Assessing Episodic Memory in LLMs with Sequence Order Recall Tasks

Pink, Mathis, Vo, Vy A., Wu, Qinyuan, Mu, Jianing, Turek, Javier S., Hasson, Uri, Norman, Kenneth A., Michelmann, Sebastian, Huth, Alexander, Toneva, Mariya

arXiv.org Artificial Intelligence 

Current LLM benchmarks focus on evaluating models' memory of facts and semantic relations, primarily assessing semantic aspects of long-term memory. However, in humans, long-term memory also includes episodic memory, which links memories to their contexts, such as the time and place they occurred. The ability to contextualize memories is crucial for many cognitive tasks and everyday functions. This form of memory has not been evaluated in LLMs with existing benchmarks. To address the gap in evaluating memory in LLMs, we introduce Sequence Order Recall Tasks (SORT), which we adapt from tasks used to study episodic memory in cognitive psychology. SORT requires LLMs to recall the correct order of text segments, and provides a general framework that is both easily extendable and does not require any additional annotations.
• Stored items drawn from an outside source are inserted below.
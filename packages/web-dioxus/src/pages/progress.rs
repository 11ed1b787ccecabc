//! Progress report page

use dioxus::prelude::*;
use registry_core::progress::ProgressReport;
use registry_core::GiftList;
use tracing::warn;

use crate::auth::use_auth;
use crate::components::{ErrorBanner, LoadingSpinner, ProgressBar};
use crate::format;
use crate::routes::Route;

/// Contributions received by a published registry
#[component]
pub fn Progress(id: String) -> Element {
    let auth = use_auth();

    let mut loaded = use_signal(|| None::<(GiftList, ProgressReport)>);
    let mut error = use_signal(|| None::<String>);

    use_hook(move || {
        spawn(async move {
            match ProgressReport::load(&auth.client(), &id).await {
                Ok(result) => loaded.set(Some(result)),
                Err(e) => {
                    warn!(error = %e, list_id = %id, "Failed to load progress report");
                    auth.handle_error(&e);
                    error.set(Some(e.to_string()));
                }
            }
        })
    });

    let body = match (loaded(), error()) {
        (_, Some(err)) => rsx! { ErrorBanner { message: err } },
        (None, None) => rsx! { LoadingSpinner { label: "Loading report..." } },
        (Some((list, _)), None) if !ProgressReport::is_eligible(&list) => rsx! {
            div {
                class: "bg-amber-50 border border-amber-200 text-amber-800 p-4 rounded-lg",
                "Progress reports are available once \u{201C}{list.name}\u{201D} is published."
            }
        },
        (Some((list, report)), None) => rsx! { ReportBody { list: list, report: report } },
    };

    rsx! {
        div {
            Link {
                to: Route::Dashboard {},
                class: "text-rose-700 hover:text-rose-800 text-sm mb-4 inline-block",
                "\u{2190} Back to registries"
            }
            {body}
        }
    }
}

#[component]
fn ReportBody(list: GiftList, report: ProgressReport) -> Element {
    let funded_items = report.funded_items();
    let item_count = report.items.len();

    rsx! {
        h1 { class: "text-2xl font-bold text-gray-900 mb-1", "{list.name}" }
        p { class: "text-sm text-gray-500 mb-6", "{list.event_label()} \u{00B7} {format::date(list.event_date)}" }

        // Totals
        div {
            class: "grid grid-cols-1 md:grid-cols-4 gap-4 mb-8",
            StatCard { title: "Goal", value: format::money(report.total_goal) }
            StatCard { title: "Contributed", value: format::money(report.total_contributed) }
            StatCard { title: "Remaining", value: format::money(report.remaining()) }
            StatCard { title: "Contributors", value: report.contributor_count.to_string() }
        }

        div {
            class: "bg-white rounded-xl border border-gray-200 p-6 mb-8",
            div {
                class: "flex items-center justify-between mb-2",
                h2 { class: "font-semibold text-gray-900", "Overall" }
                span { class: "text-sm text-gray-500", "{funded_items} of {item_count} gifts fully funded" }
            }
            ProgressBar { percent: report.percent_rounded(), show_label: true }
        }

        // Per item
        div {
            class: "bg-white rounded-xl border border-gray-200 mb-8",
            h2 { class: "font-semibold text-gray-900 px-6 pt-5 pb-3", "Gifts" }
            ul {
                class: "divide-y divide-gray-100",
                for item in report.items.iter() {
                    li {
                        key: "{item.product_id}",
                        class: "px-6 py-4",
                        div {
                            class: "flex items-center justify-between mb-2",
                            span { class: "text-gray-900", "{item.name}" }
                            span {
                                class: "text-sm text-gray-500",
                                "{format::money(item.contributed)} of {format::money(item.goal)}"
                            }
                        }
                        ProgressBar { percent: item.percent_rounded() }
                    }
                }
            }
        }

        // Contributor roll
        div {
            class: "bg-white rounded-xl border border-gray-200",
            h2 { class: "font-semibold text-gray-900 px-6 pt-5 pb-3", "Contributions" }
            if report.contributions.is_empty() {
                p { class: "px-6 pb-5 text-sm text-gray-500", "No contributions yet." }
            } else {
                table {
                    class: "w-full text-sm",
                    thead {
                        tr {
                            class: "text-left text-gray-500 border-b border-gray-100",
                            th { class: "px-6 py-2 font-medium", "Guest" }
                            th { class: "px-6 py-2 font-medium", "Gift" }
                            th { class: "px-6 py-2 font-medium text-right", "Amount" }
                            th { class: "px-6 py-2 font-medium", "Date" }
                        }
                    }
                    tbody {
                        for contribution in report.contributions.iter() {
                            tr {
                                key: "{contribution.id}",
                                class: "border-b border-gray-50 align-top",
                                td {
                                    class: "px-6 py-3",
                                    p { class: "text-gray-900", "{contribution.contributor_name}" }
                                    if let Some(message) = contribution.message.as_ref() {
                                        p { class: "text-xs text-gray-500 italic", "\u{201C}{message}\u{201D}" }
                                    }
                                }
                                td { class: "px-6 py-3 text-gray-700", "{product_name(&list, &contribution.product_id)}" }
                                td { class: "px-6 py-3 text-right text-gray-900", "{format::money(contribution.amount)}" }
                                td { class: "px-6 py-3 text-gray-500", "{format::timestamp(&contribution.created_at)}" }
                            }
                        }
                    }
                }
            }
        }
    }
}

fn product_name(list: &GiftList, product_id: &str) -> String {
    list.find_product(product_id)
        .map(|p| p.name.clone())
        .unwrap_or_else(|| product_id.to_string())
}

#[component]
fn StatCard(title: &'static str, value: String) -> Element {
    rsx! {
        div {
            class: "bg-white rounded-xl border border-gray-200 p-5",
            p { class: "text-sm text-gray-500", "{title}" }
            p { class: "text-2xl font-bold text-gray-900 mt-1", "{value}" }
        }
    }
}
We present an initial evaluation dataset, Book-SORT, comprising 36k pairs of segments extracted from 9 books recently added to the public domain. Based on a human experiment with 155 participants, we show that humans can recall sequence order based on long-term memory of a book. We find that models can perform the task with high accuracy when relevant text is given in-context during the SORT evaluation. However, when presented with the book text only during training, LLMs' performance on SORT falls short. By making it possible to evaluate more aspects of memory, we believe that SORT will aid in the emerging development of memory-augmented models. Large language models (LLMs) have impressive performance on many benchmarks that test factual or semantic knowledge learned during training or in-context (Hendrycks et al., 2020; Ryo et al., 2023; Logan IV et al., 2019; Petroni et al., 2019; Yu et al., 2023; Sun et al., 2023). While these advances are noteworthy, the type of long-term knowledge that these datasets test is only one of several types that naturally intelligent systems store, retrieve, and update continuously over time (Norris, 2017; Izquierdo et al., 1999; McClelland et al., 1995). Current evaluation tasks do not assess episodic memory, which is a form of long-term knowledge thought to be important for cognitive function in humans and animals. In contrast to semantic memory, episodic memory links memories to their contexts, such as the time and place they occurred.